You indicated in your other thread you thought she was trying to say "Baby" so that is a good one to start with.
*


----------



## Cody (Sep 5, 2013)

I think Zazu is a cute name for a male or female but if you don't want to keep it how about Zoey.


----------



## StarlingWings (Mar 15, 2013)

Out of curiosity were the first few photos taken less recently than the last few? 

I agree it doesn't have to start with Z (it's a hard letter for names, haha) but in addition to the above suggestions, Zia is cute too I think. However I think Lavender/Vinnie from the other thread suits her very well, and a name with a similar sound as Zazu that I think fits her as well is Maisie (pronounced May-zee). 

Let us know what you name her!


----------



## miualesia (Nov 15, 2021)

FaeryBee said:


> *You can rename her anything you like.
> The new name does not have to start with a Z or be close in sound to Zazu.
> If you say the new name to her every time you start talking to her, she will learn it very quickly.
> I took in several birds that had been named by their previous owners and renamed them.
> ...


That is quite a relief! I am going to search another name for her, someone said Vinnie, and i really liked it!

Also yes, I think I've heard her tryint to say "baby" since she is chiriping a lot and that was definitely not a chirip.

Thank your for the help!


----------



## miualesia (Nov 15, 2021)

StarlingWings said:


> Out of curiosity were the first few photos taken less recently than the last few?
> 
> I agree it doesn't have to start with Z (it's a hard letter for names, haha) but in addition to the above suggestions, Zia is cute too I think. However I think Lavender/Vinnie from the other thread suits her very well, and a name with a similar sound as Zazu that I think fits her as well is Maisie (pronounced May-zee).
> 
> Let us know what you name her!


All the photos were taken last month, the most recent photo I have of here is 2 weeks ago (30 november) I mostly take videos of her when dhe chirips, plays and does funny stuff😂 Here are some of the most recent photos of her:


----------



## FaeryBee (May 9, 2011)

*Be sure you are not allowing her to chew on that plastic on the box or whatever it is she's standing on.*


----------



## miualesia (Nov 15, 2021)

FaeryBee said:


> *Be sure you are not allowing her to chew on that plastic on the box or whatever it is she's standing on.*


I am not. She is with me most of the time, or either on her perches outside the cage!


----------



## StarlingWings (Mar 15, 2013)

She is SO cute.

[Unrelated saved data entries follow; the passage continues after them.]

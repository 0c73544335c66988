//! Infrastructure wiring: one shared storage handle, services built over it.

use std::sync::Arc;

use stockroom_catalog::{ITEM_KEY, ITEMS_COLLECTION, ItemCatalog};
use stockroom_ledger::{MOVEMENT_KEY, MOVEMENTS_COLLECTION, StockLedger};
use stockroom_orders::{ORDER_KEY, ORDERS_COLLECTION, OrderService};
use stockroom_storage::{InMemoryStore, KeyValueStore};

/// Long-lived service bundle shared by all requests.
///
/// Built once at process start; the storage handle holds no per-request
/// state, so arbitrary request concurrency needs no locking up here.
pub struct AppServices {
    pub catalog: ItemCatalog,
    pub ledger: Arc<StockLedger>,
    pub orders: OrderService,
}

/// Build the full service stack over a freshly declared store.
pub fn build_services() -> AppServices {
    let store: Arc<dyn KeyValueStore> = Arc::new(InMemoryStore::with_collections(&[
        (ITEMS_COLLECTION, ITEM_KEY),
        (MOVEMENTS_COLLECTION, MOVEMENT_KEY),
        (ORDERS_COLLECTION, ORDER_KEY),
    ]));

    let catalog = ItemCatalog::new(store.clone());
    let ledger = Arc::new(StockLedger::new(store.clone()));
    let orders = OrderService::new(store, ledger.clone());

    AppServices {
        catalog,
        ledger,
        orders,
    }
}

She's got such a precious face


----------



## miualesia (Nov 15, 2021)

StarlingWings said:


> She is SO cute. She's got such a precious face


I know, she is the star of the house


----------



## Siklo (Nov 21, 2021)

miualesia said:


> Hello! So I've had this cute little budgie for a while now, and I've just found out she is in fact a girl! (I've been told it is a boy at the petstore)
> Her previous name was Zazu, but now i think i should give her a name that suits her. Some names starting with Z would be great, or any name that is not far from this one, so she could adapt to it...
> She is a cinnamon violet, likes to give kisses and chirips a lot!
> 
> ...


I'd go with Zelda for this cutie


----------



## seankeg (Dec 14, 2021)

miualesia said:


> Hello! So I've had this cute little budgie for a while now, and I've just found out she is in fact a girl! (I've been told it is a boy at the petstore)
> Her previous name was Zazu, but now i think i should give her a name that suits her. Some names starting with Z would be great, or any name that is not far from this one, so she could adapt to it...
> She is a cinnamon violet, likes to give kisses and chirips a lot!
> 
> ...



Zamira ..... I just like it!!

She's so lovely


----------



## kardalcathy (Dec 10, 2006)

She is precious!


----------



## FaeryBee (May 9, 2011)

*What name have you decided on?*


----------



## miualesia (Nov 15, 2021)

FaeryBee said:


> *What name have you decided on?*


I've decided on Linnette, Linn for short! She seems to like it :3


----------



## FaeryBee (May 9, 2011)

*Excellent. I'm closing this thread now.*


----------